**What to work on**
Within the listing below, locate all lines containing the word "Some". Copy each one.
------------
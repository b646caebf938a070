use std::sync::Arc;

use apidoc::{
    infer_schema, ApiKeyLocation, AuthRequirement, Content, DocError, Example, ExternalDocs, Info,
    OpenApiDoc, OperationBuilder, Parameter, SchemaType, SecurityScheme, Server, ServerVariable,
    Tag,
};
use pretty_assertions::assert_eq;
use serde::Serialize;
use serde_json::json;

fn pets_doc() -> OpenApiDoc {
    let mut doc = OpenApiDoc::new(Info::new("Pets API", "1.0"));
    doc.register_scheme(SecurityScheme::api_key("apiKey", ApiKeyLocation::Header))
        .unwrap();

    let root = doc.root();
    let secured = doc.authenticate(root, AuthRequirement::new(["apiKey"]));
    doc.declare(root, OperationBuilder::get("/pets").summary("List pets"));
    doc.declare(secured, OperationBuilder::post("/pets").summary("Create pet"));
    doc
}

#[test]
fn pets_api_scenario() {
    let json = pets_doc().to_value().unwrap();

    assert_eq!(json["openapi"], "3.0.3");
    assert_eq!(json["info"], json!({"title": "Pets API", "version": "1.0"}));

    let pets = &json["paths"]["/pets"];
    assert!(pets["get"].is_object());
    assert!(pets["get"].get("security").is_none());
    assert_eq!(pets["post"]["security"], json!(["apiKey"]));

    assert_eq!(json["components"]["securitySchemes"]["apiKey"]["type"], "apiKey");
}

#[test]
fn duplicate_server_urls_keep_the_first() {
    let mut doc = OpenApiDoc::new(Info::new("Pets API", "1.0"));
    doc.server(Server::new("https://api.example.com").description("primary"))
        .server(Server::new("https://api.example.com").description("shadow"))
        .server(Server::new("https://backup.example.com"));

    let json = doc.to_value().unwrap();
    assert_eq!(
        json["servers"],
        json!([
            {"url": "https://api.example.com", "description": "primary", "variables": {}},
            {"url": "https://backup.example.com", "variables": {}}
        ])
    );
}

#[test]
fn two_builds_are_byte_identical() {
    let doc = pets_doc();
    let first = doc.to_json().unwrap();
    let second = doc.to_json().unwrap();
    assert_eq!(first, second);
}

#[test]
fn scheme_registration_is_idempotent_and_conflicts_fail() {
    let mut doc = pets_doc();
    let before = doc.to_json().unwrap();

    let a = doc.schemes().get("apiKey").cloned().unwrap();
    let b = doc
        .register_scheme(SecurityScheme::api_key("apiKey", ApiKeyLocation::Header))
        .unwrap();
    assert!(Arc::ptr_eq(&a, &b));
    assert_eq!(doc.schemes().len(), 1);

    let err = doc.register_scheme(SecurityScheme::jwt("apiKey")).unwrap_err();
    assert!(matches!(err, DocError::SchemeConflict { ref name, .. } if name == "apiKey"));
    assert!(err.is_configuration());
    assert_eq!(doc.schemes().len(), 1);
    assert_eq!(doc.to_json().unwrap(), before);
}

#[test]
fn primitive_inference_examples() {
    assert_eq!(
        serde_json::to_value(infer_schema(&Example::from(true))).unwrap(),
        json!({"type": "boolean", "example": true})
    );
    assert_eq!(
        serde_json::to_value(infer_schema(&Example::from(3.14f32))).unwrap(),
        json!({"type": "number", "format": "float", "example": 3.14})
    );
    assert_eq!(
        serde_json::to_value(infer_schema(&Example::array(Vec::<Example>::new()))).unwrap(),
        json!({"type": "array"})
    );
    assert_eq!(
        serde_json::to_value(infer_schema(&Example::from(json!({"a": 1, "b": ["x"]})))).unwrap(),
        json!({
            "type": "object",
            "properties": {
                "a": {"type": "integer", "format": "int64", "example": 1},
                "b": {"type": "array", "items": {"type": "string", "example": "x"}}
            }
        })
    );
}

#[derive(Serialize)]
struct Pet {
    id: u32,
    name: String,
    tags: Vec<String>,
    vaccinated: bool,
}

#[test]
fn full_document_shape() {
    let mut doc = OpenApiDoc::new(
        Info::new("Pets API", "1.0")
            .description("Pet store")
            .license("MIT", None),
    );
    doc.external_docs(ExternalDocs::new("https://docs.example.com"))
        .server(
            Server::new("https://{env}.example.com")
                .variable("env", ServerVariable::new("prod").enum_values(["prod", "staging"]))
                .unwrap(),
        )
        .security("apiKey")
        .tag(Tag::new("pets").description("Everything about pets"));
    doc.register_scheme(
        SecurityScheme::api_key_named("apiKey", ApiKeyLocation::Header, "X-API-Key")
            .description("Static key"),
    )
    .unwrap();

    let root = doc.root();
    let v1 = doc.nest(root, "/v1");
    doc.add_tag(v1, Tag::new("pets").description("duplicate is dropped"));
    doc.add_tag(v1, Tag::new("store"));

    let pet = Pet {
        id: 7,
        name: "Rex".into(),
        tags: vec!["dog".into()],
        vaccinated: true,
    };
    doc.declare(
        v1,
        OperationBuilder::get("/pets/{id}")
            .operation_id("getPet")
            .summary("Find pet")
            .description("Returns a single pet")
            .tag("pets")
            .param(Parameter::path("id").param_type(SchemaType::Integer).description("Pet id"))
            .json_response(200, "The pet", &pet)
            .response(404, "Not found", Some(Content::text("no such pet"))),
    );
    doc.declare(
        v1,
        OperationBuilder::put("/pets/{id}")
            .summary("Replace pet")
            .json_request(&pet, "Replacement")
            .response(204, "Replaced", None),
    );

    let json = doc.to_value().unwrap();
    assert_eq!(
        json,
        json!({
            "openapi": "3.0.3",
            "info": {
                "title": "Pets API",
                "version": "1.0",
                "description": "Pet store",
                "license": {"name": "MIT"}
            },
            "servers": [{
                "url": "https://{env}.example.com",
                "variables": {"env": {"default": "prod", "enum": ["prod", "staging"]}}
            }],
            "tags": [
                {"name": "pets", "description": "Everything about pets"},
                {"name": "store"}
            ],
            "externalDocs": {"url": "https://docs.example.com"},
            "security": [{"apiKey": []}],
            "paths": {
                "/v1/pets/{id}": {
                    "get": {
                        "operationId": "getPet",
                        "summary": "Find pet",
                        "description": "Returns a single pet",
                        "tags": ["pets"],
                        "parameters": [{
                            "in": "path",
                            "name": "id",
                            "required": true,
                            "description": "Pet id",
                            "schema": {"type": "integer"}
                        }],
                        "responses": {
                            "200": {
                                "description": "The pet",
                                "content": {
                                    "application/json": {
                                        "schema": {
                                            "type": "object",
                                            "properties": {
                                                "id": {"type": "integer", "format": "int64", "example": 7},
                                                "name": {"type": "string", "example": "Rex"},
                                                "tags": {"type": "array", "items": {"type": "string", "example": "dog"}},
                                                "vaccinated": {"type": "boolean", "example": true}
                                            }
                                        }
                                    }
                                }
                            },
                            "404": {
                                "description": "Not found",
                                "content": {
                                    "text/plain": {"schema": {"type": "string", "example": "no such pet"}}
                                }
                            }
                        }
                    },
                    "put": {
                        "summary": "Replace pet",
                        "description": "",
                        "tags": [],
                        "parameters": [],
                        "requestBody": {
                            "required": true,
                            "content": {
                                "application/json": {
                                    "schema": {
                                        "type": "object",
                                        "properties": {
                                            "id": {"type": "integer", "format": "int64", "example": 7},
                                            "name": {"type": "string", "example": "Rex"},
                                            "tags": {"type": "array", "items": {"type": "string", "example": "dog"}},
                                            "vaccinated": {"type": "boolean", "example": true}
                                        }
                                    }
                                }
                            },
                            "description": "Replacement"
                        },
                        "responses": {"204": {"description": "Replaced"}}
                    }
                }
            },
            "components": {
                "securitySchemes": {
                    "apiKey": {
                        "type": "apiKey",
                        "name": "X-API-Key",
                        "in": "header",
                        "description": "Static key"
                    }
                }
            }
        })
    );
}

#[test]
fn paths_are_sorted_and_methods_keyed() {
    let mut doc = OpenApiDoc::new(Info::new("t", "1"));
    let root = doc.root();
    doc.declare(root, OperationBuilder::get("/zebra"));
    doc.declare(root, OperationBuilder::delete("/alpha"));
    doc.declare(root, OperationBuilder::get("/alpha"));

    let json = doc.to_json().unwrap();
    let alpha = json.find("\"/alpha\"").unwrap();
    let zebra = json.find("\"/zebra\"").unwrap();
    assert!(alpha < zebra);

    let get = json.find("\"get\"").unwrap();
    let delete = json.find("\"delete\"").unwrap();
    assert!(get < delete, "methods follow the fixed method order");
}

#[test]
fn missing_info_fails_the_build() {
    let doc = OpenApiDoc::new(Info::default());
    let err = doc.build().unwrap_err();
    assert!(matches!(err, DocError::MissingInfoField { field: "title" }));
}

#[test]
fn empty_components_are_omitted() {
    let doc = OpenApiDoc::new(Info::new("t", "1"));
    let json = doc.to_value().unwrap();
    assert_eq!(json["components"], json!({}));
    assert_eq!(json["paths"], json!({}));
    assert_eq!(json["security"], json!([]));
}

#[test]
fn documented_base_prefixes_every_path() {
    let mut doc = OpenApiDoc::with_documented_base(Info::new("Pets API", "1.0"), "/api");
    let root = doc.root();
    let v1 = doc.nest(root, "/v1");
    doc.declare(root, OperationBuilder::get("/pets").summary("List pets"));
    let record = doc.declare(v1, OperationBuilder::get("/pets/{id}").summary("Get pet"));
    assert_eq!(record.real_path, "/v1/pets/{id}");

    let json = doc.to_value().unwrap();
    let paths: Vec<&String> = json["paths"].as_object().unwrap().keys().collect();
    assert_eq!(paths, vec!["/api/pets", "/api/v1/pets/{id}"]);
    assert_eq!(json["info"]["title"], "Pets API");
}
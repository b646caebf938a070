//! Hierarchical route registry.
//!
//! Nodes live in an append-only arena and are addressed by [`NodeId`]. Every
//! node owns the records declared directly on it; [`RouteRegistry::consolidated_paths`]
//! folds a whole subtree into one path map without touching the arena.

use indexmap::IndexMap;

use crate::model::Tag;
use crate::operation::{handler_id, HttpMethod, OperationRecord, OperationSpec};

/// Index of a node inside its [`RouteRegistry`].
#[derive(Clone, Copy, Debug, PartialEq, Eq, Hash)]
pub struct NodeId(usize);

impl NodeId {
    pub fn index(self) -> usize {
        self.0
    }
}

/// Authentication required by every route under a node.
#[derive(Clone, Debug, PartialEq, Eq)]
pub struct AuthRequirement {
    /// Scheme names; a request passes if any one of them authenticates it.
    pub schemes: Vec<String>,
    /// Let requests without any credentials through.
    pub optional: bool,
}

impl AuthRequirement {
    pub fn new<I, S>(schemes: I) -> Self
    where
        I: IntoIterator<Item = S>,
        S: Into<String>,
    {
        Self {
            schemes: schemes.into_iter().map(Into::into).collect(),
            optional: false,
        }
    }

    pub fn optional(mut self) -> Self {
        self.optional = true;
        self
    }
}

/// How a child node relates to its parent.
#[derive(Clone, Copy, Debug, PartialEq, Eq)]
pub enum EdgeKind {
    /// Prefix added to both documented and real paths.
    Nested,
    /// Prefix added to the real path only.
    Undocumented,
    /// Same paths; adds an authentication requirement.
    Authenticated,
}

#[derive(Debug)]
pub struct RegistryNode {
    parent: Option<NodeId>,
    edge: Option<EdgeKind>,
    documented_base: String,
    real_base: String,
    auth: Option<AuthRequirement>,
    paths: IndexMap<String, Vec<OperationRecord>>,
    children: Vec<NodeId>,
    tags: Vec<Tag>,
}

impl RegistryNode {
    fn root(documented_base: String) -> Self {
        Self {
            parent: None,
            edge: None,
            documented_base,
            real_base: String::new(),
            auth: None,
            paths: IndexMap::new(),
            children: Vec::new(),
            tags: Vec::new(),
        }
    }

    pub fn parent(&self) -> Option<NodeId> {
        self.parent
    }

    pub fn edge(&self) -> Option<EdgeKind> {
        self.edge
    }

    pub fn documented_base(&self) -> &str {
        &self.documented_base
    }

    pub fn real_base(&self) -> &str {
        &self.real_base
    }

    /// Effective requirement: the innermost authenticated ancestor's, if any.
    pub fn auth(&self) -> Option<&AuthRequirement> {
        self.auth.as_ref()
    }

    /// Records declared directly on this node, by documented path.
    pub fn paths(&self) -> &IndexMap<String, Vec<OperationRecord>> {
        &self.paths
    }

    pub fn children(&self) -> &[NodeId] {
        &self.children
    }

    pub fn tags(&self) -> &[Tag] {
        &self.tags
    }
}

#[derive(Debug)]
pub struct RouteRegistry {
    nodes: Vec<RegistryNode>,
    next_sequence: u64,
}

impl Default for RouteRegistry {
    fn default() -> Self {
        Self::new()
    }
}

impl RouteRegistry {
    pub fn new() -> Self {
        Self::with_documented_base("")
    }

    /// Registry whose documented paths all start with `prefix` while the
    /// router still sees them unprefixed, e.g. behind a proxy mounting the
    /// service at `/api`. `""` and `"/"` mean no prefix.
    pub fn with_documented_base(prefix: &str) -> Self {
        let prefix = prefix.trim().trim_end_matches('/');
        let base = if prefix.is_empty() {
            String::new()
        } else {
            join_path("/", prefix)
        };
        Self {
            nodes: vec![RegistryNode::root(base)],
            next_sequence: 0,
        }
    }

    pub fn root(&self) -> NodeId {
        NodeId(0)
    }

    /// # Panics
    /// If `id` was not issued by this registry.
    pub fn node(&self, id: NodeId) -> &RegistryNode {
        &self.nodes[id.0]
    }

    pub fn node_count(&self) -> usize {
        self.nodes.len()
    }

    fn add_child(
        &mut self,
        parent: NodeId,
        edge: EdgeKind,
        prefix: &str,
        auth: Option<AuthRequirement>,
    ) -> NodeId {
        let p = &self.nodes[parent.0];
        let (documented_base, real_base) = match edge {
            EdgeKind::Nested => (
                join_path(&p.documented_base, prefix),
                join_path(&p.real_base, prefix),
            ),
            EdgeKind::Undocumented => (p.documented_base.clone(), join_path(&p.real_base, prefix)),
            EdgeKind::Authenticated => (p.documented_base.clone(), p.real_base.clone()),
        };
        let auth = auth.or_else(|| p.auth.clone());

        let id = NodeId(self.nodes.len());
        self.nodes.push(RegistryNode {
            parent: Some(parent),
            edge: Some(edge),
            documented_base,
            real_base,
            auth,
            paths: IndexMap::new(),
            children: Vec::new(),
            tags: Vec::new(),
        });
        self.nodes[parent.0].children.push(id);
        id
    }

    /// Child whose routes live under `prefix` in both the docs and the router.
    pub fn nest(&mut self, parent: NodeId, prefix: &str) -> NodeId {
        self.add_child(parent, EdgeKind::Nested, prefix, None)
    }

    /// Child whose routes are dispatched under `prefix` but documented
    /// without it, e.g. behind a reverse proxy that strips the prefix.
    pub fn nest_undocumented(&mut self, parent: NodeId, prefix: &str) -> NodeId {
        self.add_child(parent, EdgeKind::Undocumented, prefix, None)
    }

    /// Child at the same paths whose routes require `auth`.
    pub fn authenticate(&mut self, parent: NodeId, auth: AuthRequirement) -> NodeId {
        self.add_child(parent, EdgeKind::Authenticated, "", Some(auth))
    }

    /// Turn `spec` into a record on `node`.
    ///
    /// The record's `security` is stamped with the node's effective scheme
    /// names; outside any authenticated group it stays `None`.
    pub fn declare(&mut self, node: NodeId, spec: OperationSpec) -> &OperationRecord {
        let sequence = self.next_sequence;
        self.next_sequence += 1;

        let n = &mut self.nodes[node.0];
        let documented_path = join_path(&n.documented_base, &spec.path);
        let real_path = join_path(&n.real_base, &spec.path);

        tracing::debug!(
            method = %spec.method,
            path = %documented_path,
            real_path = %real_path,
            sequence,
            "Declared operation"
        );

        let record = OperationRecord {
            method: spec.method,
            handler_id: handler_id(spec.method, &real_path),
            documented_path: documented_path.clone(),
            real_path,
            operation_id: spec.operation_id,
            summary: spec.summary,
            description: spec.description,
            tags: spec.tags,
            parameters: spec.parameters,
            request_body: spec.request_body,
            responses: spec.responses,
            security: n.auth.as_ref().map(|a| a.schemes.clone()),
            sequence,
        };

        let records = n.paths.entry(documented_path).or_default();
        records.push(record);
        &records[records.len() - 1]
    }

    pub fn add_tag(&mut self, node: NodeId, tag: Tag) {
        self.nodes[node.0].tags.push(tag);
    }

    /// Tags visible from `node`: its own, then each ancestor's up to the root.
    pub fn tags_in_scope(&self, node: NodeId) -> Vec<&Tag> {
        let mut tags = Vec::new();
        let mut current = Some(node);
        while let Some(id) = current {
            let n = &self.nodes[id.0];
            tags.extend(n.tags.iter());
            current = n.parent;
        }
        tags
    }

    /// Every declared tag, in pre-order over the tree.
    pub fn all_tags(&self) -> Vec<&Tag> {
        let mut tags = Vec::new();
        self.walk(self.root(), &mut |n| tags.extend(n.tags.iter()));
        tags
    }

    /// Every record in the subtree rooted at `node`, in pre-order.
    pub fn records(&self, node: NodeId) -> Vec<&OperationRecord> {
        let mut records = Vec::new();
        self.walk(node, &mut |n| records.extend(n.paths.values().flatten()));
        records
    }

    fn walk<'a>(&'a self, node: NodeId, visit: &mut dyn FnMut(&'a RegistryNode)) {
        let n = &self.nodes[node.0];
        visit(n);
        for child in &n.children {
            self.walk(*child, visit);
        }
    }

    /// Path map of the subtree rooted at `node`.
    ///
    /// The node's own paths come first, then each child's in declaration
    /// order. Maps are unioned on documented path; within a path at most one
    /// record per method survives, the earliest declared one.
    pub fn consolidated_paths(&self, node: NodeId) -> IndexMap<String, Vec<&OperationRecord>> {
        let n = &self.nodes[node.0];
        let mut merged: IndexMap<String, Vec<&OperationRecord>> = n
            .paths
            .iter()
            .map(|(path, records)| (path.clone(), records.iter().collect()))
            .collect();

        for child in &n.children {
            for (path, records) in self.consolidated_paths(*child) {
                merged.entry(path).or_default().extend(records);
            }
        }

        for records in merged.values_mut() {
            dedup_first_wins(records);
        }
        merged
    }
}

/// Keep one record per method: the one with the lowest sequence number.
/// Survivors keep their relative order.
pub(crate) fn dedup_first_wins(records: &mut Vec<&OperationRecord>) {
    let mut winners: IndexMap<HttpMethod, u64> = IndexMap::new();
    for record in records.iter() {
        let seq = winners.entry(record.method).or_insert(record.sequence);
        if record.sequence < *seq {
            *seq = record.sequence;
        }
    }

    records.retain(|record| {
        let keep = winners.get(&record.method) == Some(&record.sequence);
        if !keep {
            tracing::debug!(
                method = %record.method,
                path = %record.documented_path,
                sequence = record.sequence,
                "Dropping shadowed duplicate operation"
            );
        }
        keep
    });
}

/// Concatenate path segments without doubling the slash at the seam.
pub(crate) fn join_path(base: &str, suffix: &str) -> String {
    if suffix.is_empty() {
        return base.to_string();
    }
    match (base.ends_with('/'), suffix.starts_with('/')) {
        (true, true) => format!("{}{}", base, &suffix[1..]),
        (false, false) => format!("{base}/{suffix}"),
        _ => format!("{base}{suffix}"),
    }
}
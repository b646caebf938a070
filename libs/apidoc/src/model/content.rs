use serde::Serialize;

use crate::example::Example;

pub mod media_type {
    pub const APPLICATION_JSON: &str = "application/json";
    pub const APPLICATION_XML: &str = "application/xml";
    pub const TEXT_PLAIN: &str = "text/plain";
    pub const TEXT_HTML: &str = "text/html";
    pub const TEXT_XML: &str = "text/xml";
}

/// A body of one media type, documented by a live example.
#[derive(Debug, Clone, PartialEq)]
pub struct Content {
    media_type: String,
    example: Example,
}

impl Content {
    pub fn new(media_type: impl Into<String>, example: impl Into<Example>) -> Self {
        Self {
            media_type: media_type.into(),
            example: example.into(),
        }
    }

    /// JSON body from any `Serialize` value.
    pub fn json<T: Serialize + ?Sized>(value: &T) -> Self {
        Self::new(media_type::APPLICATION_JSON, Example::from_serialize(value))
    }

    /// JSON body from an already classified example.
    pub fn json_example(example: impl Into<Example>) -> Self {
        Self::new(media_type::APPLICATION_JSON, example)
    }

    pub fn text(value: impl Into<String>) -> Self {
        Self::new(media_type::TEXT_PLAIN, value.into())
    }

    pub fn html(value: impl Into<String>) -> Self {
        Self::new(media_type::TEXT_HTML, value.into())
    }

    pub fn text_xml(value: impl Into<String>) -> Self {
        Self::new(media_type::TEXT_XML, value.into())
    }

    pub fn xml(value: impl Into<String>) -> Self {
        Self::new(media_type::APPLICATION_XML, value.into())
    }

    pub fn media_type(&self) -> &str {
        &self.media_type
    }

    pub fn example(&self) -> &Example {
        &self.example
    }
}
------------
**Solution to the exercise**
            .response(404, "Not found", Some(Content::text("no such pet"))),
            parent: Some(parent),
            edge: Some(edge),
        self.add_child(parent, EdgeKind::Authenticated, "", Some(auth))
        let mut current = Some(node);
        while let Some(id) = current {
        let keep = winners.get(&record.method) == Some(&record.sequence);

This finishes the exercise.